16 de septiembre de 2018
Año XX
No. 1128
| Formación | Edición:

Valientes guerreros invadieron el Nayar

Publicado en web el 9 de Septiembre, 2017

Martín Castañeda Campos
3º Teología

Estamos reunidos desde puntos totalmente distintos y no sólo respecto a lugares sino  con historias personales únicas e individuales que han podido experimentar la mano de Dios, que finalmente es por lo que  estamos ahí. Es así como coincidimos todos para comenzar nuestra misión en la plaza de Zapopan, esperando la salida del camión que nos condujo a Santa Teresa del Nayar. Se escucha una voz que durante los próximos días sería una voz mandona, regañona, y porque no, amigable. Es la voz del seminarista que congrega a formar un círculo -el primero de muchos círculos- para dar indicaciones, amonestaciones, y una buena motivación.

El Nayar, permítanme manifestarlo de esta manera, es un lugar mágico; la extensa sierra de Santa Teresa con sus pinos, el olor a leña quemada, los paisajes que se pudiera pensar que están intactos desde el séptimo día con sus ríos y cascadas. Al caer la tarde una saga de colores pintan todo el panorama; de repente pudiera parecer  la mente parca y el escrito corto pero es que, en realidad, tiene que contemplarse para entenderse. Además está el espectáculo nocturno, no se cansa uno simplemente de mirar estrellas brillantes que adornan la noche y la majestuosidad de la luna, que nos acompañó en esa Semana Santa.

Sus personas, desde las niñas hasta las mujeres en  grandes faldas y blusas con terminado de flores. Los hombres, su prenda  indispensable, huaraches, en muchos casos desgastados; todos con su morral colgando de su hombro por encima de su pecho. Escuchando su lengua que es llamativa, despierta el deseo por hablarla.
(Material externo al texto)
//! # Gateway Configuration Validator
//!
//! Command-line tool for validating gateway configuration across environments.
//! Catches unknown services, malformed path templates and bad tuning values
//! before the client ships with them.

use anyhow::{bail, Context, Result};
use clap::{Parser, Subcommand, ValueEnum};
use diabetactic_gateway::config::{ConfigManager, GatewayConfig};
use diabetactic_gateway::registry::EndpointRegistry;
use serde_json::json;
use std::path::PathBuf;
use std::process;
use tracing::{error, info, Level};
use tracing_subscriber::FmtSubscriber;

#[derive(Parser)]
#[command(name = "gateway-config-validator")]
#[command(about = "Validate Diabetactic gateway configuration files")]
#[command(version = env!("CARGO_PKG_VERSION"))]
pub struct Cli {
    /// Environment to validate (development, test, production)
    #[arg(short, long, default_value = "development")]
    environment: String,

    /// Configuration directory path (default: ./config)
    #[arg(short, long)]
    config_dir: Option<PathBuf>,

    /// Verbose output level (use multiple times for more verbosity)
    #[arg(short, long, action = clap::ArgAction::Count)]
    verbose: u8,

    /// Output format
    #[arg(long, value_enum, default_value_t = OutputFormat::Table)]
    format: OutputFormat,

    #[command(subcommand)]
    command: Option<Commands>,
}

#[derive(Debug, Clone, Copy, PartialEq, Eq, ValueEnum)]
enum OutputFormat {
    Table,
    Json,
}

#[derive(Subcommand)]
pub enum Commands {
    /// Validate the whole configuration and summarize it
    All,

    /// List configured services
    Services,

    /// List logical endpoints and where they route
    Endpoints,

    /// Print the merged configuration with secrets masked
    Show,
}

fn main() {
    let cli = Cli::parse();

    let level = match cli.verbose {
        0 => Level::WARN,
        1 => Level::INFO,
        2 => Level::DEBUG,
        _ => Level::TRACE,
    };

    let _subscriber = FmtSubscriber::builder()
        .with_max_level(level)
        .with_target(false)
        .try_init();

    let result = load(&cli).and_then(|manager| match &cli.command {
        Some(Commands::All) | None => validate_all(&cli, &manager),
        Some(Commands::Services) => list_services(&cli, manager.config()),
        Some(Commands::Endpoints) => list_endpoints(&cli, manager.config()),
        Some(Commands::Show) => {
            println!("{}", serde_json::to_string_pretty(&manager.debug_config())?);
            Ok(())
        }
    });

    match result {
        Ok(()) => {
            info!("Configuration validation completed successfully");
            process::exit(0);
        }
        Err(e) => {
            error!("Configuration validation failed: {e:#}");
            eprintln!("❌ {e:#}");
            process::exit(1);
        }
    }
}

fn load(cli: &Cli) -> Result<std::sync::Arc<ConfigManager>> {
    ConfigManager::load_from_directory_with_env(cli.config_dir.clone(), &cli.environment)
        .with_context(|| format!("loading configuration for '{}'", cli.environment))
}

fn validate_all(cli: &Cli, manager: &ConfigManager) -> Result<()> {
    let config = manager.config();
    let registry = EndpointRegistry::from_config(config).context("building endpoint registry")?;

    if cli.format == OutputFormat::Json {
        let summary = json!({
            "environment": manager.environment(),
            "config_directory": manager.config_directory().display().to_string(),
            "services": config.services.len(),
            "endpoints": registry.len(),
            "valid": true,
        });
        println!("{}", serde_json::to_string_pretty(&summary)?);
        return Ok(());
    }

    println!("🔧 Validating Gateway Configuration");
    println!("Environment: {}", manager.environment());
    println!("Config Directory: {}", manager.config_directory().display());
    println!();
    println!("✅ Configuration loaded and validated");
    println!("✅ {} services, {} endpoints", config.services.len(), registry.len());

    for service in &config.services {
        if registry
            .endpoint_keys()
            .iter()
            .all(|key| registry.service_for_endpoint(key) != Some(service.id.as_str()))
        {
            println!("   ⚠️  Service '{}' has no endpoints", service.id);
        }
    }

    if config.backoff.base_delay_ms > config.backoff.max_delay_ms {
        bail!(
            "backoff.base_delay_ms ({}) exceeds backoff.max_delay_ms ({})",
            config.backoff.base_delay_ms,
            config.backoff.max_delay_ms
        );
    }

    println!("\n🎉 All configuration validation checks passed!");
    Ok(())
}

fn list_services(cli: &Cli, config: &GatewayConfig) -> Result<()> {
    if cli.format == OutputFormat::Json {
        println!("{}", serde_json::to_string_pretty(&config.services)?);
        return Ok(());
    }

    println!(
        "{:<14} {:<34} {:>8} {:>8} {:>10} {:>9}",
        "SERVICE", "BASE URL", "TIMEOUT", "RETRIES", "THRESHOLD", "FALLBACK"
    );
    for service in &config.services {
        println!(
            "{:<14} {:<34} {:>6}ms {:>8} {:>10} {:>9}",
            service.id,
            service.base_url,
            service.timeout_ms,
            service.max_retries,
            service.breaker_failure_threshold,
            if service.supports_offline_fallback { "yes" } else { "no" }
        );
    }
    Ok(())
}

fn list_endpoints(cli: &Cli, config: &GatewayConfig) -> Result<()> {
    let registry = EndpointRegistry::from_config(config)?;

    if cli.format == OutputFormat::Json {
        let endpoints: Vec<_> = registry
            .endpoint_keys()
            .into_iter()
            .filter_map(|key| registry.get(key))
            .map(|def| {
                json!({
                    "key": def.key,
                    "service": def.service_id,
                    "method": def.method,
                    "path": def.path.as_str(),
                    "auth": def.auth,
                    "idempotent": def.idempotent,
                    "cache_ttl_ms": def.cache.as_ref().map(|c| c.ttl.as_millis() as u64),
                })
            })
            .collect();
        println!("{}", serde_json::to_string_pretty(&endpoints)?);
        return Ok(());
    }

    println!(
        "{:<28} {:<14} {:<7} {:<40} {:<17} {:>9}",
        "ENDPOINT", "SERVICE", "METHOD", "PATH", "AUTH", "CACHE"
    );
    for key in registry.endpoint_keys() {
        let Some(def) = registry.get(key) else {
            continue;
        };
        let cache = def
            .cache
            .as_ref()
            .map(|c| format!("{}ms", c.ttl.as_millis()))
            .unwrap_or_else(|| "-".to_string());
        println!(
            "{:<28} {:<14} {:<7} {:<40} {:<17} {:>9}",
            def.key,
            def.service_id,
            def.method.as_str(),
            def.path.as_str(),
            def.auth.to_string(),
            cache
        );
    }
    Ok(())
}
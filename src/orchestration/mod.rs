//! # Orchestration
//!
//! Saga-style execution of multi-step workflows over the [`crate::gateway`].
//!
//! - [`ServiceOrchestrator`]: runs workflows, compensates on failure, cancels on request
//! - [`RunStore`]: observable, bounded retention of [`WorkflowRun`]s
//! - [`states`]: run and step state machines
//! - [`workflows`]: built-in workflow definitions

pub mod orchestrator;
pub mod run_store;
pub mod states;
pub mod types;
pub mod workflows;

pub use orchestrator::ServiceOrchestrator;
pub use run_store::{RunStore, RunTracker};
pub use states::{StepStatus, WorkflowStatus};
pub use types::{
    CompensationResult, FnHandler, StepAction, StepDefinition, StepError, StepHandler,
    StepResult, WorkflowContext, WorkflowDefinition, WorkflowRun,
};
//! Time source for breaker cooldowns and cache expiry.

use parking_lot::Mutex;
use std::fmt::Debug;
use std::time::{Duration, Instant};

/// Monotonic time source, swappable so cooldowns can be driven deterministically
pub trait Clock: Send + Sync + Debug {
    fn now(&self) -> Instant;
}

/// Wall-clock backed implementation used outside tests
#[derive(Debug, Default, Clone, Copy)]
pub struct SystemClock;

impl Clock for SystemClock {
    fn now(&self) -> Instant {
        Instant::now()
    }
}

/// Clock that only moves when told to
#[derive(Debug)]
pub struct ManualClock {
    origin: Instant,
    offset: Mutex<Duration>,
}

impl ManualClock {
    pub fn new() -> Self {
        Self {
            origin: Instant::now(),
            offset: Mutex::new(Duration::ZERO),
        }
    }

    pub fn advance(&self, by: Duration) {
        *self.offset.lock() += by;
    }
}

impl Default for ManualClock {
    fn default() -> Self {
        Self::new()
    }
}

impl Clock for ManualClock {
    fn now(&self) -> Instant {
        self.origin + *self.offset.lock()
    }
}
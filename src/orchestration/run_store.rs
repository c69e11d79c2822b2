//! # Run Store
//!
//! Keeps every [`WorkflowRun`] observable while it progresses and for a bounded
//! window after it finishes. Each run is published through its own `watch`
//! channel so pollers read a consistent snapshot without blocking the executor.

use super::types::WorkflowRun;
use crate::error::{ResilienceError, Result};
use dashmap::DashMap;
use std::sync::Arc;
use std::time::Duration;
use tokio::sync::watch;
use tokio::time::Instant;
use tracing::debug;
use uuid::Uuid;

#[derive(Debug)]
struct RunEntry {
    sender: Arc<watch::Sender<WorkflowRun>>,
    cancel: watch::Sender<bool>,
    finished_at: Option<Instant>,
}

#[derive(Debug)]
pub struct RunStore {
    runs: DashMap<Uuid, RunEntry>,
    retention: Duration,
    max_retained: usize,
}

impl RunStore {
    pub fn new(retention: Duration, max_retained: usize) -> Self {
        Self {
            runs: DashMap::new(),
            retention,
            max_retained,
        }
    }

    /// Register a new run and hand back the tracker its executor writes through
    pub fn insert(&self, run: WorkflowRun) -> RunTracker {
        let id = run.id;
        let (sender, _) = watch::channel(run);
        let sender = Arc::new(sender);
        let (cancel, cancel_rx) = watch::channel(false);

        self.runs.insert(
            id,
            RunEntry {
                sender: Arc::clone(&sender),
                cancel,
                finished_at: None,
            },
        );

        RunTracker {
            id,
            sender,
            cancel: cancel_rx,
        }
    }

    /// Current snapshot of a run
    pub fn get(&self, id: Uuid) -> Option<WorkflowRun> {
        self.runs.get(&id).map(|entry| entry.sender.borrow().clone())
    }

    /// Receiver that observes every update of a run
    pub fn watch(&self, id: Uuid) -> Result<watch::Receiver<WorkflowRun>> {
        self.runs
            .get(&id)
            .map(|entry| entry.sender.subscribe())
            .ok_or(ResilienceError::UnknownRun(id))
    }

    /// Request cancellation. Returns `false` when the run already finished.
    pub fn cancel(&self, id: Uuid) -> Result<bool> {
        let entry = self.runs.get(&id).ok_or(ResilienceError::UnknownRun(id))?;
        if entry.finished_at.is_some() || entry.sender.borrow().is_finished() {
            return Ok(false);
        }
        entry.cancel.send_replace(true);
        Ok(true)
    }

    /// Start the retention window of a run
    pub fn mark_finished(&self, id: Uuid) {
        if let Some(mut entry) = self.runs.get_mut(&id) {
            entry.finished_at.get_or_insert_with(Instant::now);
        }
    }

    /// Drop finished runs older than the retention window, then the oldest
    /// finished runs beyond the retention cap. Running runs are never dropped.
    pub fn prune(&self) -> usize {
        let now = Instant::now();
        let before = self.runs.len();

        self.runs.retain(|_, entry| match entry.finished_at {
            Some(finished) => now.duration_since(finished) < self.retention,
            None => true,
        });

        let mut finished: Vec<(Uuid, Instant)> = self
            .runs
            .iter()
            .filter_map(|entry| entry.finished_at.map(|at| (*entry.key(), at)))
            .collect();
        if finished.len() > self.max_retained {
            finished.sort_by_key(|(_, at)| *at);
            let excess = finished.len() - self.max_retained;
            for (id, _) in finished.into_iter().take(excess) {
                self.runs.remove(&id);
            }
        }

        let removed = before.saturating_sub(self.runs.len());
        if removed > 0 {
            debug!(removed = removed, "🧹 Pruned finished workflow runs");
        }
        removed
    }

    pub fn len(&self) -> usize {
        self.runs.len()
    }

    pub fn is_empty(&self) -> bool {
        self.runs.is_empty()
    }
}

/// Write side of one run, owned by the task executing it
#[derive(Debug, Clone)]
pub struct RunTracker {
    id: Uuid,
    sender: Arc<watch::Sender<WorkflowRun>>,
    cancel: watch::Receiver<bool>,
}

impl RunTracker {
    pub fn id(&self) -> Uuid {
        self.id
    }

    /// Mutate the run and notify observers
    pub fn update<F>(&self, f: F)
    where
        F: FnOnce(&mut WorkflowRun),
    {
        self.sender.send_modify(f);
    }

    pub fn snapshot(&self) -> WorkflowRun {
        self.sender.borrow().clone()
    }

    pub fn is_cancelled(&self) -> bool {
        *self.cancel.borrow()
    }

    /// Completes once cancellation is requested
    pub async fn cancelled(&self) {
        let mut receiver = self.cancel.clone();
        if receiver.wait_for(|cancelled| *cancelled).await.is_err() {
            // Entry gone: nobody can cancel this run any more
            std::future::pending::<()>().await;
        }
    }
}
Las personas grandes también transmiten el mensaje de esperanza de Cristo, de su amor; algunas no conversaban mucho en español, pero los niños son los traductores de los misioneros, que en su intento por aprender nuevas palabras para presumirlas de regreso a casa, les preguntan como decirlas. En el mejor de los casos les enseñan, aunque a veces les juegan bromas y los misioneros terminen diciendo… otra cosa.

La misión consiste, aparte de llevar la Palabra, en estar con ellos, solventar algunas de sus necesidades, atender sus enfermos, por ejemplo. Hay médicos que prestos están para ayudarles, desde una placa dental nueva, hasta curar una simple gripa.

Cuando vi al equipo que se dedicaba a construir techos me pregunte: ¿De verdad dejan todo para venir a trabajar?, ellos no dan doctrina, no reparten despensa, ellos construyen un techo para soportar el frío, que de verdad es fuerte en ese lugar y, si es necesario, edifican toda la casa desde sus cimientos. Tal es el caso de una anciana de 90 años, si su casa  no se había caído, fue por la gracia de Dios, hacerle un nuevo hogar con todo y colchón fue su misión.

El equipo de espiritualidad no me preocupaba tanto, excepto cuando tenían que caminar para llevar la Palabra a los ranchos, pues como no estaban acostumbrados, el paisaje hermoso se convertía en momentánea tortura, al brotarles ampollas que el ánimo pronto curaba… al día siguiente estaban listos para volver.

Los del equipo de cocina… en pocas palabras: ¡Qué hubiera sido sin ellos!
Cada misionero entregó todo, y así se hicieron realidad las palabra de Cristo, “Recibirán el ciento por uno”, pues Dios nos tocó el corazón en esos días, lo transformó, habló personalmente, dio respuesta a las inquietudes, consoló en la angustia y suscitó esperanza para volver a casa con ánimo, sabiendo que en la sierra del Nayar Dios nos dijo: No tengas miedo, yo estoy contigo valiente guerrero, y te amo.